それでも、「時間をかけてこの世界観を皆さんに見てもらっていけば、温かい涙の物語なんだというところにたどり着けると思ってやってきたので、6話(8月5日放送)で全登場人物の物語が一つにつながったところで、皆さんに“おお~”と思ってもらえたんじゃないかなと思っています」と分析した。
「常に胸に手を当てて考えながら作っています」
センシティブなテーマを描くことには、「当然いろんな意見があります。社会問題は何でもそうだと思うんですけど、一面からだけでは描けないし、それぞれ皆さんが意見や考え方に違うものを持っているものなので、やはり厳しい意見も頂いています」と打ち明ける。

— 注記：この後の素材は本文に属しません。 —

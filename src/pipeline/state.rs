//! Investigation state threaded through the pipeline.
//!
//! The engine owns the single [`InvestigationState`]. Stages read it through a
//! shared reference and return a [`StateUpdate`]; the engine merges the update
//! and then decides the next phase.

use std::fmt;
use std::path::PathBuf;

use serde::{Deserialize, Serialize};

use super::collaborators::{Evaluation, ExecutionReport, InvestigationPlan, ValidationReport};
use super::error::PipelineError;
use crate::analysis::{AnalysisMode, AnalysisOutcome, CombinedResult};
use crate::case::CaseInputs;

/// The fixed set of pipeline stages.
#[derive(Debug, Clone, Copy, PartialEq, Eq, Hash, Serialize, Deserialize)]
#[serde(rename_all = "snake_case")]
pub enum Stage {
    Plan,
    Validate,
    Evaluate,
    Execute,
    Triage,
    DeeperAnalysis,
}

impl Stage {
    /// Stage run while the pipeline is in `phase`; `None` once terminated.
    pub fn for_phase(phase: Phase) -> Option<Stage> {
        match phase {
            Phase::Planning => Some(Stage::Plan),
            Phase::Validating => Some(Stage::Validate),
            Phase::Evaluating => Some(Stage::Evaluate),
            Phase::Executing => Some(Stage::Execute),
            Phase::Triaging => Some(Stage::Triage),
            Phase::DeeperAnalyzing => Some(Stage::DeeperAnalysis),
            Phase::Terminated(_) => None,
        }
    }
}

impl fmt::Display for Stage {
    fn fmt(&self, f: &mut fmt::Formatter<'_>) -> fmt::Result {
        let name = match self {
            Stage::Plan => "plan",
            Stage::Validate => "validate",
            Stage::Evaluate => "evaluate",
            Stage::Execute => "execute",
            Stage::Triage => "triage",
            Stage::DeeperAnalysis => "deeper analysis",
        };
        write!(f, "{}", name)
    }
}

/// How a run ended.
#[derive(Debug, Clone, Copy, PartialEq, Eq, Hash, Serialize, Deserialize)]
#[serde(rename_all = "snake_case")]
pub enum TerminalStatus {
    /// Analysis finished
    Complete,
    /// Stopped early without a fatal fault (plan retries exhausted)
    Partial,
    /// A fatal error ended the run
    Failed,
}

/// Pipeline position.
#[derive(Debug, Clone, Copy, PartialEq, Eq, Hash, Serialize, Deserialize)]
#[serde(rename_all = "snake_case")]
pub enum Phase {
    Planning,
    Validating,
    Evaluating,
    Executing,
    Triaging,
    DeeperAnalyzing,
    Terminated(TerminalStatus),
}

impl Phase {
    pub fn is_terminal(&self) -> bool {
        matches!(self, Phase::Terminated(_))
    }

    pub fn terminal_status(&self) -> Option<TerminalStatus> {
        match self {
            Phase::Terminated(status) => Some(*status),
            _ => None,
        }
    }
}

impl fmt::Display for Phase {
    fn fmt(&self, f: &mut fmt::Formatter<'_>) -> fmt::Result {
        match self {
            Phase::Planning => write!(f, "planning"),
            Phase::Validating => write!(f, "validating"),
            Phase::Evaluating => write!(f, "evaluating"),
            Phase::Executing => write!(f, "executing"),
            Phase::Triaging => write!(f, "triaging"),
            Phase::DeeperAnalyzing => write!(f, "deeper analyzing"),
            Phase::Terminated(status) => write!(f, "terminated ({:?})", status),
        }
    }
}

/// Serializable digest of one analysis pass.
#[derive(Debug, Clone, PartialEq, Serialize, Deserialize)]
pub struct AnalysisSummary {
    pub combined: CombinedResult,
    /// 0 for an empty corpus, 1 for single-shot analysis
    pub total_chunks: usize,
    pub chunked: bool,
    pub reused_chunks: usize,
    pub failed_sequence_numbers: Vec<usize>,
    pub record_path: Option<PathBuf>,
}

impl From<&AnalysisOutcome> for AnalysisSummary {
    fn from(outcome: &AnalysisOutcome) -> Self {
        let (chunked, reused_chunks) = match outcome.mode {
            AnalysisMode::Chunked { reused, .. } => (true, reused),
            AnalysisMode::SingleShot | AnalysisMode::Empty => (false, 0),
        };
        Self {
            combined: outcome.combined.clone(),
            total_chunks: outcome.total_chunks,
            chunked,
            reused_chunks,
            failed_sequence_numbers: outcome.failed_sequence_numbers(),
            record_path: outcome.record_path.clone(),
        }
    }
}

/// One applied phase change.
#[derive(Debug, Clone, PartialEq, Serialize, Deserialize)]
pub struct TransitionRecord {
    /// 1-based step counter
    pub step: usize,
    pub from: Phase,
    pub to: Phase,
    pub reason: String,
    /// Retry count after the transition
    pub retry_count: usize,
    /// RFC 3339
    pub at: String,
}

/// The record threaded through the pipeline.
#[derive(Debug, Clone, PartialEq, Serialize, Deserialize)]
pub struct InvestigationState {
    pub inputs: CaseInputs,
    pub phase: Phase,
    /// Completed plan retries; the only counter carried across iterations
    pub retry_count: usize,
    pub plan: Option<InvestigationPlan>,
    pub validation: Option<ValidationReport>,
    pub evaluation: Option<Evaluation>,
    pub execution: Option<ExecutionReport>,
    pub analysis: Option<AnalysisSummary>,
    pub deeper_execution: Option<ExecutionReport>,
    pub deeper_analysis: Option<AnalysisSummary>,
    pub errors: Vec<PipelineError>,
    pub history: Vec<TransitionRecord>,
}

impl InvestigationState {
    pub fn new(inputs: CaseInputs) -> Self {
        Self {
            inputs,
            phase: Phase::Planning,
            retry_count: 0,
            plan: None,
            validation: None,
            evaluation: None,
            execution: None,
            analysis: None,
            deeper_execution: None,
            deeper_analysis: None,
            errors: Vec::new(),
            history: Vec::new(),
        }
    }

    /// Merge a stage's update. Present fields replace, errors append.
    pub fn apply(&mut self, update: StateUpdate) {
        if let Some(plan) = update.plan {
            self.plan = Some(plan);
        }
        if let Some(validation) = update.validation {
            self.validation = Some(validation);
        }
        if let Some(evaluation) = update.evaluation {
            self.evaluation = Some(evaluation);
        }
        if let Some(execution) = update.execution {
            self.execution = Some(execution);
        }
        if let Some(analysis) = update.analysis {
            self.analysis = Some(analysis);
        }
        if let Some(deeper_execution) = update.deeper_execution {
            self.deeper_execution = Some(deeper_execution);
        }
        if let Some(deeper_analysis) = update.deeper_analysis {
            self.deeper_analysis = Some(deeper_analysis);
        }
        self.errors.extend(update.errors);
    }

    /// 1-based planning attempt currently in progress.
    pub fn attempt(&self) -> usize {
        self.retry_count + 1
    }

    pub fn terminal_status(&self) -> Option<TerminalStatus> {
        self.phase.terminal_status()
    }

    /// Combined result of the last analysis pass that ran.
    pub fn final_result(&self) -> Option<&CombinedResult> {
        self.deeper_analysis
            .as_ref()
            .or(self.analysis.as_ref())
            .map(|a| &a.combined)
    }

    pub fn fatal_errors(&self) -> impl Iterator<Item = &PipelineError> {
        self.errors.iter().filter(|e| e.is_fatal())
    }
}

/// Changes a stage wants merged into the state.
#[derive(Debug, Clone, Default, PartialEq)]
pub struct StateUpdate {
    pub plan: Option<InvestigationPlan>,
    pub validation: Option<ValidationReport>,
    pub evaluation: Option<Evaluation>,
    pub execution: Option<ExecutionReport>,
    pub analysis: Option<AnalysisSummary>,
    pub deeper_execution: Option<ExecutionReport>,
    pub deeper_analysis: Option<AnalysisSummary>,
    pub errors: Vec<PipelineError>,
}

impl StateUpdate {
    pub fn with_error(mut self, error: PipelineError) -> Self {
        self.errors.push(error);
        self
    }
}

その中で、「生方さんにも僕にも、もちろん監督たちも含めて、伝えたいことがあるんです。(古川琴音演じる水季が患った病を)子宮頸がんに設定した意味もちゃんとある。弥生(有村架純)が同僚の彩子(杏花)に“検診に行きなよ”と2度言ってるんですけど、そういうことをみんなで考えていこうという思いがあるんです」と強調。
また、「僕らは“中絶が悪いもの”、“産むことが正しい”なんてことは全く思っていなくて、本当に人それぞれいろいろな考え方があって、やり方があって、抱えているものがあるから、正解はないし、どちらがいい・悪いと言うつもりは全くないです。でも、キャラクターによって発言が違ったりするので、そこを端的に捉えて、“中絶が悪いと言われてるようでつらいです”というご意見を頂くこともありました。だけど、全編を通して見ていただいたら、そうではないメッセージの伝え方になるように心がけています」と説明する。
そして、「命というものに向き合うということで、すごくナイーブなことを題材にして描いているという意識を常に持って、いろんな人の意見に耳を傾けながら、常に胸に手を当てて考えながら作っています」と明かした。